In 2020, Rivers ran as a Republican for Chatham County Commission District 2 in Georgia and was declared the technical winner after Democratic candidate Tony Riley was disqualified due to a past felony conviction.During campaigning, Rivers claimed that he was running as a Republican to avoid having to run in the Democratic primary. He expressed interest in bringing a professional basketball team, as well as soccer and hockey teams, to Savannah to help boost the local economy. According to Chatham County Commission chairman Chester A. Ellis, "As a Commissioner, his passion was ensuring that residents have food security and improving quality of life."

== Death and legacy ==
Rivers died of cancer on April 29, 2023, at the age of 73. His memorial service at St.
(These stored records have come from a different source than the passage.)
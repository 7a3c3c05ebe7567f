use std::{cell::RefCell, fmt, rc::Rc};

use wand_core::End;

/// An end that keeps every value it receives.
///
/// Clones of a `Recorder` share the same storage, so one clone can be moved
/// into a pipeline while another is kept to read the results back.
///
/// # Example
///
/// ```rust
/// use wand_core::{Action, process_fn, start_fn};
/// use wand_observers::Recorder;
///
/// let recorder = Recorder::new();
/// let pipeline = start_fn(|| 10) | process_fn(|x: i32| x * 3) | recorder.clone();
///
/// pipeline.run();
/// assert_eq!(recorder.values(), vec![30]);
/// ```
pub struct Recorder<T> {
    values: Rc<RefCell<Vec<T>>>,
}

impl<T> Recorder<T> {
    /// Creates an empty recorder.
    pub fn new() -> Self {
        Self {
            values: Rc::new(RefCell::new(Vec::new())),
        }
    }

    /// Returns the number of values received so far.
    pub fn len(&self) -> usize {
        self.values.borrow().len()
    }

    /// Returns `true` if no value has been received.
    pub fn is_empty(&self) -> bool {
        self.values.borrow().is_empty()
    }

    /// Removes and returns every value received so far.
    pub fn take(&self) -> Vec<T> {
        self.values.take()
    }

    /// Returns a copy of every value received so far, oldest first.
    pub fn values(&self) -> Vec<T>
    where
        T: Clone,
    {
        self.values.borrow().clone()
    }

    /// Returns a copy of the most recent value.
    pub fn last(&self) -> Option<T>
    where
        T: Clone,
    {
        self.values.borrow().last().cloned()
    }
}

impl<T> End for Recorder<T> {
    type Input = T;

    fn end(&self, input: T) {
        self.values.borrow_mut().push(input);
    }
}

impl<T> Clone for Recorder<T> {
    fn clone(&self) -> Self {
        Self {
            values: Rc::clone(&self.values),
        }
    }
}

impl<T> Default for Recorder<T> {
    fn default() -> Self {
        Self::new()
    }
}

impl<T: fmt::Debug> fmt::Debug for Recorder<T> {
    fn fmt(&self, f: &mut fmt::Formatter<'_>) -> fmt::Result {
        f.debug_struct("Recorder")
            .field("values", &self.values.borrow())
            .finish()
    }
}
//! Runs a small traced pipeline and prints what each stage did.
//!
//! # Usage
//!
//! ```text
//! cargo run --example traced
//! RUST_LOG=debug cargo run --example traced
//! ```

use tracing_subscriber::EnvFilter;
use wand_core::{Action, end_fn, process_fn, start_fn};
use wand_observers::{Recorder, counted, traced};

fn main() {
    tracing_subscriber::fmt()
        .with_env_filter(
            EnvFilter::try_from_default_env().unwrap_or_else(|_| EnvFilter::new("trace")),
        )
        .init();

    let recorder = Recorder::new();

    let source = counted(start_fn(|| 10));
    let source_calls = source.calls();

    let pipeline = traced("source", source)
        | traced("add_five", process_fn(|x: i32| x + 5))
        | traced("double", process_fn(|x: i32| x * 2))
        | traced("record", recorder.clone());

    for _ in 0..3 {
        pipeline.run();
    }

    tracing::info!(
        values = ?recorder.values(),
        source_calls = source_calls.get(),
        "pipeline finished"
    );

    let greeting = start_fn(|| 42) | process_fn(|x: i32| x.to_string());
    let announce = traced("announce", end_fn(|text: String| println!("the answer is {text}")));
    (greeting | announce).run();
}
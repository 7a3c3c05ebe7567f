use std::{cell::Cell, rc::Rc};

use wand_core::{Action, End, Process, Start, pipe_operator};

/// A shared handle to the number of times a [`Counted`] stage was called.
#[derive(Debug, Clone, Default)]
pub struct CallCount(Rc<Cell<usize>>);

impl CallCount {
    /// Returns the number of calls so far.
    pub fn get(&self) -> usize {
        self.0.get()
    }

    fn increment(&self) {
        self.0.set(self.0.get() + 1);
    }
}

/// A stage that counts how many times it is invoked.
///
/// The count is taken on entry, so a call that panics is still counted.
/// Read it through [`Counted::calls()`], which stays valid after the stage
/// has been moved into a pipeline.
#[derive(Debug, Clone)]
pub struct Counted<T> {
    stage: T,
    count: CallCount,
}

/// Wraps `stage` so its invocations are counted.
pub fn counted<T>(stage: T) -> Counted<T> {
    Counted {
        stage,
        count: CallCount::default(),
    }
}

impl<T> Counted<T> {
    /// Returns a handle to this stage's call count.
    pub fn calls(&self) -> CallCount {
        self.count.clone()
    }
}

pipe_operator!(<T> Counted<T>);

impl<T> Start for Counted<T>
where
    T: Start,
{
    type Output = T::Output;

    fn start(&self) -> Self::Output {
        self.count.increment();
        self.stage.start()
    }
}

impl<T> Process for Counted<T>
where
    T: Process,
{
    type Input = T::Input;
    type Output = T::Output;

    fn process(&self, input: Self::Input) -> Self::Output {
        self.count.increment();
        self.stage.process(input)
    }
}

impl<T> End for Counted<T>
where
    T: End,
{
    type Input = T::Input;

    fn end(&self, input: Self::Input) {
        self.count.increment();
        self.stage.end(input);
    }
}

impl<T> Action for Counted<T>
where
    T: Action,
{
    fn run(&self) {
        self.count.increment();
        self.stage.run();
    }
}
Paul CME Church in Savannah was attended by hundreds who paid tribute to his dedication to their city, his advocacy of community basketball courts, and his mission to help young people succeed.

On May 12, the Chatham County Commission appointed his wife Jean Brown Rivers to fill his seat until a special election could be held on September 19. Malinda Hodge, a former member of the County Board of Elections, was elected to finish his term in a runoff election on October 17.